[[ Record excerpts, beginning ]]

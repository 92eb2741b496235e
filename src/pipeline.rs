//! Generation pipeline
//!
//! Filter, collect, match and render run per class and are pure, so they may run on
//! the rayon pool. Registration with the sink is serialized in input order, which
//! keeps the output identical whatever the scheduling.

use rayon::prelude::*;
use serde::{Deserialize, Serialize};
use std::sync::atomic::{AtomicBool, Ordering};

use crate::codegen::{self, GeneratedUnit};
use crate::collect;
use crate::config::{self, GenerateOptions};
use crate::eligibility::{self, SkipReason};
use crate::emit::{SourceSink, UnitRegistry};
use crate::error::GenerationError;
use crate::scope::{class_candidates, ClassCandidate};
use crate::subscriptions;
use crate::syntax::CompilationUnit;
use crate::trace::{TraceRecord, TraceSink};

// ═══════════════════════════════════════════════════════════════════════════════
// PER-CLASS ANALYSIS
// ═══════════════════════════════════════════════════════════════════════════════

#[derive(Debug, Clone)]
pub enum ClassOutcome {
    Skipped(SkipReason),
    NothingToReset { malformed: Vec<String> },
    Generated {
        unit: GeneratedUnit,
        malformed: Vec<String>,
    },
}

/// Runs the whole per-class pass for one candidate.
pub fn analyze(candidate: &ClassCandidate<'_>) -> ClassOutcome {
    if let Err(reason) = eligibility::check(candidate) {
        return ClassOutcome::Skipped(reason);
    }

    let state = collect::collect(candidate.decl);
    let detachments = subscriptions::match_detachments(candidate.decl, &state.handlers);

    match codegen::render(candidate, &state.fields, &detachments) {
        Some(unit) => ClassOutcome::Generated {
            unit,
            malformed: state.malformed,
        },
        None => ClassOutcome::NothingToReset {
            malformed: state.malformed,
        },
    }
}

// ═══════════════════════════════════════════════════════════════════════════════
// RUN
// ═══════════════════════════════════════════════════════════════════════════════

#[derive(Debug, Clone, Default, Serialize, Deserialize)]
#[serde(rename_all = "camelCase")]
pub struct GenerationReport {
    /// Registered units in registration order, marker first
    pub units: Vec<GeneratedUnit>,
    pub classes_scanned: usize,
    pub classes_skipped: usize,
    pub classes_without_state: usize,
    pub assembly_blocked: bool,
}

impl GenerationReport {
    pub fn unit(&self, name: &str) -> Option<&GeneratedUnit> {
        self.units.iter().find(|u| u.name == name)
    }

    /// Units generated for classes, excluding the marker.
    pub fn companions(&self) -> impl Iterator<Item = &GeneratedUnit> {
        self.units.iter().filter(|u| !u.class_name.is_empty())
    }
}

pub struct Generator<'a> {
    options: GenerateOptions,
    trace: Option<&'a mut dyn TraceSink>,
    cancel: Option<&'a AtomicBool>,
}

impl<'a> Generator<'a> {
    pub fn new(options: GenerateOptions) -> Self {
        Self {
            options,
            trace: None,
            cancel: None,
        }
    }

    pub fn with_trace(mut self, trace: &'a mut dyn TraceSink) -> Self {
        self.trace = Some(trace);
        self
    }

    /// The flag is polled before each class; once set, the run registers nothing.
    pub fn with_cancellation(mut self, flag: &'a AtomicBool) -> Self {
        self.cancel = Some(flag);
        self
    }

    pub fn run(
        &mut self,
        units: &[CompilationUnit],
        sink: &mut dyn SourceSink,
    ) -> Result<GenerationReport, GenerationError> {
        let mut report = GenerationReport::default();
        let mut registry = UnitRegistry::new();

        let assembly = self.options.assembly_name.clone();
        if config::is_blocked_assembly(assembly.as_deref()) {
            report.assembly_blocked = true;
            self.record(TraceRecord::AssemblyBlocked {
                assembly: assembly.unwrap_or_default(),
            });
            self.register_marker(&mut registry, sink, &mut report)?;
            sink.finish()?;
            return Ok(report);
        }

        let candidates: Vec<ClassCandidate<'_>> =
            units.iter().flat_map(class_candidates).collect();
        report.classes_scanned = candidates.len();

        let outcomes = self.analyze_all(&candidates)?;

        self.register_marker(&mut registry, sink, &mut report)?;

        for (candidate, outcome) in candidates.iter().zip(outcomes) {
            let class_name = candidate.fully_qualified_name();
            let file = candidate.file_path.to_string();

            match outcome {
                ClassOutcome::Skipped(reason) => {
                    report.classes_skipped += 1;
                    self.record(TraceRecord::ClassSkipped {
                        class_name,
                        file,
                        reason,
                    });
                }
                ClassOutcome::NothingToReset { malformed } => {
                    report.classes_without_state += 1;
                    self.record_malformed(&class_name, &file, malformed);
                    self.record(TraceRecord::NothingToReset { class_name, file });
                }
                ClassOutcome::Generated { unit, malformed } => {
                    self.record_malformed(&class_name, &file, malformed);
                    registry.claim(&unit)?;
                    sink.add_source(&unit.name, &unit.source)?;
                    self.record(TraceRecord::UnitEmitted {
                        name: unit.name.clone(),
                        class_name,
                        content_hash: unit.content_hash.clone(),
                        fields: unit.field_count,
                        detachments: unit.detachment_count,
                    });
                    report.units.push(unit);
                }
            }
        }

        sink.finish()?;

        tracing::info!(
            classes = report.classes_scanned,
            units = report.units.len(),
            skipped = report.classes_skipped,
            "reload companions generated"
        );
        Ok(report)
    }

    fn analyze_all(
        &self,
        candidates: &[ClassCandidate<'_>],
    ) -> Result<Vec<ClassOutcome>, GenerationError> {
        let cancel = self.cancel;
        let step = |candidate: &ClassCandidate<'_>| {
            if cancel.is_some_and(|flag| flag.load(Ordering::Relaxed)) {
                None
            } else {
                Some(analyze(candidate))
            }
        };

        let outcomes: Option<Vec<ClassOutcome>> = if self.options.parallel {
            candidates.par_iter().map(step).collect()
        } else {
            candidates.iter().map(step).collect()
        };
        outcomes.ok_or(GenerationError::Cancelled)
    }

    fn register_marker(
        &mut self,
        registry: &mut UnitRegistry,
        sink: &mut dyn SourceSink,
        report: &mut GenerationReport,
    ) -> Result<(), GenerationError> {
        if !self.options.emit_marker {
            return Ok(());
        }
        let marker = codegen::render_marker();
        registry.claim(&marker)?;
        sink.add_source(&marker.name, &marker.source)?;
        self.record(TraceRecord::MarkerEmitted {
            name: marker.name.clone(),
        });
        report.units.push(marker);
        Ok(())
    }

    fn record_malformed(&mut self, class_name: &str, file: &str, malformed: Vec<String>) {
        for detail in malformed {
            self.record(TraceRecord::MalformedMember {
                class_name: class_name.to_string(),
                file: file.to_string(),
                detail,
            });
        }
    }

    fn record(&mut self, record: TraceRecord) {
        record.log();
        if let Some(trace) = self.trace.as_deref_mut() {
            trace.record(&record);
        }
    }
}

/// One-shot run without tracing or cancellation.
pub fn generate(
    units: &[CompilationUnit],
    options: &GenerateOptions,
    sink: &mut dyn SourceSink,
) -> Result<GenerationReport, GenerationError> {
    Generator::new(options.clone()).run(units, sink)
}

[[ Record excerpts, end ]]

**Aim of the exercise**
List all lines in the material containing the string "TraceSink".

**Written response**
use crate::trace::{TraceRecord, TraceSink};
    trace: Option<&'a mut dyn TraceSink>,
    pub fn with_trace(mut self, trace: &'a mut dyn TraceSink) -> Self {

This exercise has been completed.